* [REQUIRED WORK]
Return the listing in full. Keep each line exactly as it is.

### RECORDS FOR THE TASK ###

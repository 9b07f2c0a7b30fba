use axum::{
    extract::State,
    http::StatusCode,
    routing::post,
    Json, Router,
};
use serde::{Deserialize, Serialize};

use agentdesk_core::graph::{RegisterWorkflow, ValidationError, WorkflowError};
use agentdesk_core::state::AppState;

pub fn router() -> Router<AppState> {
    Router::new().route("/api/v1/workflows/register", post(register_workflow))
}

#[derive(Debug, Deserialize)]
struct RegisterRequest {
    workflow_name: Option<String>,
    yaml_content: Option<String>,
    #[serde(default)]
    overwrite: bool,
    directory: Option<String>,
}

#[derive(Debug, Default, Serialize)]
struct RegisterResponse {
    status: &'static str,
    #[serde(skip_serializing_if = "Option::is_none")]
    file_path: Option<String>,
    #[serde(skip_serializing_if = "Option::is_none")]
    workflow_name: Option<String>,
    #[serde(skip_serializing_if = "Option::is_none")]
    error_message: Option<String>,
    #[serde(skip_serializing_if = "Option::is_none")]
    validation_errors: Option<Vec<ValidationError>>,
}

impl RegisterResponse {
    fn error(message: impl Into<String>) -> Self {
        Self {
            status: "error",
            error_message: Some(message.into()),
            ..Default::default()
        }
    }
}

fn error_status(err: &WorkflowError) -> StatusCode {
    match err {
        WorkflowError::AlreadyExists(_) => StatusCode::CONFLICT,
        WorkflowError::FileSystem { .. } | WorkflowError::NotFound(_) => {
            StatusCode::INTERNAL_SERVER_ERROR
        }
        _ => StatusCode::BAD_REQUEST,
    }
}

/// POST /api/v1/workflows/register — Validate and write a workflow file.
async fn register_workflow(
    State(state): State<AppState>,
    Json(body): Json<RegisterRequest>,
) -> (StatusCode, Json<RegisterResponse>) {
    let (Some(workflow_name), Some(yaml_content)) = (
        body.workflow_name.filter(|v| !v.is_empty()),
        body.yaml_content.filter(|v| !v.is_empty()),
    ) else {
        return (
            StatusCode::BAD_REQUEST,
            Json(RegisterResponse::error(
                "Both workflow_name and yaml_content are required",
            )),
        );
    };

    let request = RegisterWorkflow {
        workflow_name: &workflow_name,
        yaml_content: &yaml_content,
        overwrite: body.overwrite,
        directory: body.directory.as_deref(),
    };

    match state.workflows.register(request).await {
        Ok(path) => (
            StatusCode::OK,
            Json(RegisterResponse {
                status: "success",
                file_path: Some(path.display().to_string()),
                workflow_name: Some(workflow_name),
                ..Default::default()
            }),
        ),
        Err(e) => {
            tracing::warn!("[Workflows] Registration of '{}' failed: {}", workflow_name, e);
            let details = e.validation_errors();
            let response = RegisterResponse {
                validation_errors: (!details.is_empty()).then_some(details),
                ..RegisterResponse::error(e.to_string())
            };
            (error_status(&e), Json(response))
        }
    }
}
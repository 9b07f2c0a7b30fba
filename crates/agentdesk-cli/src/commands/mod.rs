//! CLI command implementations.
//!
//! Each submodule corresponds to a top-level CLI command and reuses
//! the agentdesk-core domain logic through `AppState`.

pub mod chat;
pub mod job;
pub mod secrets;
pub mod server;
pub mod workflow;

use std::sync::Arc;

use agentdesk_core::config::Settings;
use agentdesk_core::state::{AppState, AppStateInner};

/// Load settings from `.env` and the environment.
pub fn load_settings() -> Result<Settings, String> {
    Settings::from_env().map_err(|e| format!("Failed to load configuration: {}", e))
}

/// Initialize a shared `AppState` from settings.
///
/// This mirrors `agentdesk_server::create_app_state` without logging the
/// server banner.
pub fn init_state(settings: Settings) -> Result<AppState, String> {
    AppStateInner::new(settings)
        .map(Arc::new)
        .map_err(|e| format!("Failed to initialize: {}", e))
}

/// Pretty-print a JSON value to stdout.
pub fn print_json(value: &serde_json::Value) {
    println!(
        "{}",
        serde_json::to_string_pretty(value).unwrap_or_else(|_| value.to_string())
    );
}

###

* [WRITTEN RESPONSE]
repository 9b07f2c0a7b30fba
use axum::{
    extract::State,
    http::StatusCode,
    routing::post,
    Json, Router,
};
use serde::{Deserialize, Serialize};

use agentdesk_core::graph::{RegisterWorkflow, ValidationError, WorkflowError};
use agentdesk_core::state::AppState;

pub fn router() -> Router<AppState> {
    Router::new().route("/api/v1/workflows/register", post(register_workflow))
}

#[derive(Debug, Deserialize)]
struct RegisterRequest {
    workflow_name: Option<String>,
    yaml_content: Option<String>,
    #[serde(default)]
    overwrite: bool,
    directory: Option<String>,
}

#[derive(Debug, Default, Serialize)]
struct RegisterResponse {
    status: &'static str,
    #[serde(skip_serializing_if = "Option::is_none")]
    file_path: Option<String>,
    #[serde(skip_serializing_if = "Option::is_none")]
    workflow_name: Option<String>,
    #[serde(skip_serializing_if = "Option::is_none")]
    error_message: Option<String>,
    #[serde(skip_serializing_if = "Option::is_none")]
    validation_errors: Option<Vec<ValidationError>>,
}

impl RegisterResponse {
    fn error(message: impl Into<String>) -> Self {
        Self {
            status: "error",
            error_message: Some(message.into()),
            ..Default::default()
        }
    }
}

fn error_status(err: &WorkflowError) -> StatusCode {
    match err {
        WorkflowError::AlreadyExists(_) => StatusCode::CONFLICT,
        WorkflowError::FileSystem { .. } | WorkflowError::NotFound(_) => {
            StatusCode::INTERNAL_SERVER_ERROR
        }
        _ => StatusCode::BAD_REQUEST,
    }
}

/// POST /api/v1/workflows/register — Validate and write a workflow file.
async fn register_workflow(
    State(state): State<AppState>,
    Json(body): Json<RegisterRequest>,
) -> (StatusCode, Json<RegisterResponse>) {
    let (Some(workflow_name), Some(yaml_content)) = (
        body.workflow_name.filter(|v| !v.is_empty()),
        body.yaml_content.filter(|v| !v.is_empty()),
    ) else {
        return (
            StatusCode::BAD_REQUEST,
            Json(RegisterResponse::error(
                "Both workflow_name and yaml_content are required",
            )),
        );
    };

    let request = RegisterWorkflow {
        workflow_name: &workflow_name,
        yaml_content: &yaml_content,
        overwrite: body.overwrite,
        directory: body.directory.as_deref(),
    };

    match state.workflows.register(request).await {
        Ok(path) => (
            StatusCode::OK,
            Json(RegisterResponse {
                status: "success",
                file_path: Some(path.display().to_string()),
                workflow_name: Some(workflow_name),
                ..Default::default()
            }),
        ),
        Err(e) => {
            tracing::warn!("[Workflows] Registration of '{}' failed: {}", workflow_name, e);
            let details = e.validation_errors();
            let response = RegisterResponse {
                validation_errors: (!details.is_empty()).then_some(details),
                ..RegisterResponse::error(e.to_string())
            };
            (error_status(&e), Json(response))
        }
    }
}
repository 9b07f2c0a7b30fba
filename crates/agentdesk-cli/src/commands/mod.rs
//! CLI command implementations.
//!
//! Each submodule corresponds to a top-level CLI command and reuses
//! the agentdesk-core domain logic through `AppState`.

pub mod chat;
pub mod job;
pub mod secrets;
pub mod server;
pub mod workflow;

use std::sync::Arc;

use agentdesk_core::config::Settings;
use agentdesk_core::state::{AppState, AppStateInner};

/// Load settings from `.env` and the environment.
pub fn load_settings() -> Result<Settings, String> {
    Settings::from_env().map_err(|e| format!("Failed to load configuration: {}", e))
}

/// Initialize a shared `AppState` from settings.
///
/// This mirrors `agentdesk_server::create_app_state` without logging the
/// server banner.
pub fn init_state(settings: Settings) -> Result<AppState, String> {
    AppStateInner::new(settings)
        .map(Arc::new)
        .map_err(|e| format!("Failed to initialize: {}", e))
}

/// Pretty-print a JSON value to stdout.
pub fn print_json(value: &serde_json::Value) {
    println!(
        "{}",
        serde_json::to_string_pretty(value).unwrap_or_else(|_| value.to_string())
    );
}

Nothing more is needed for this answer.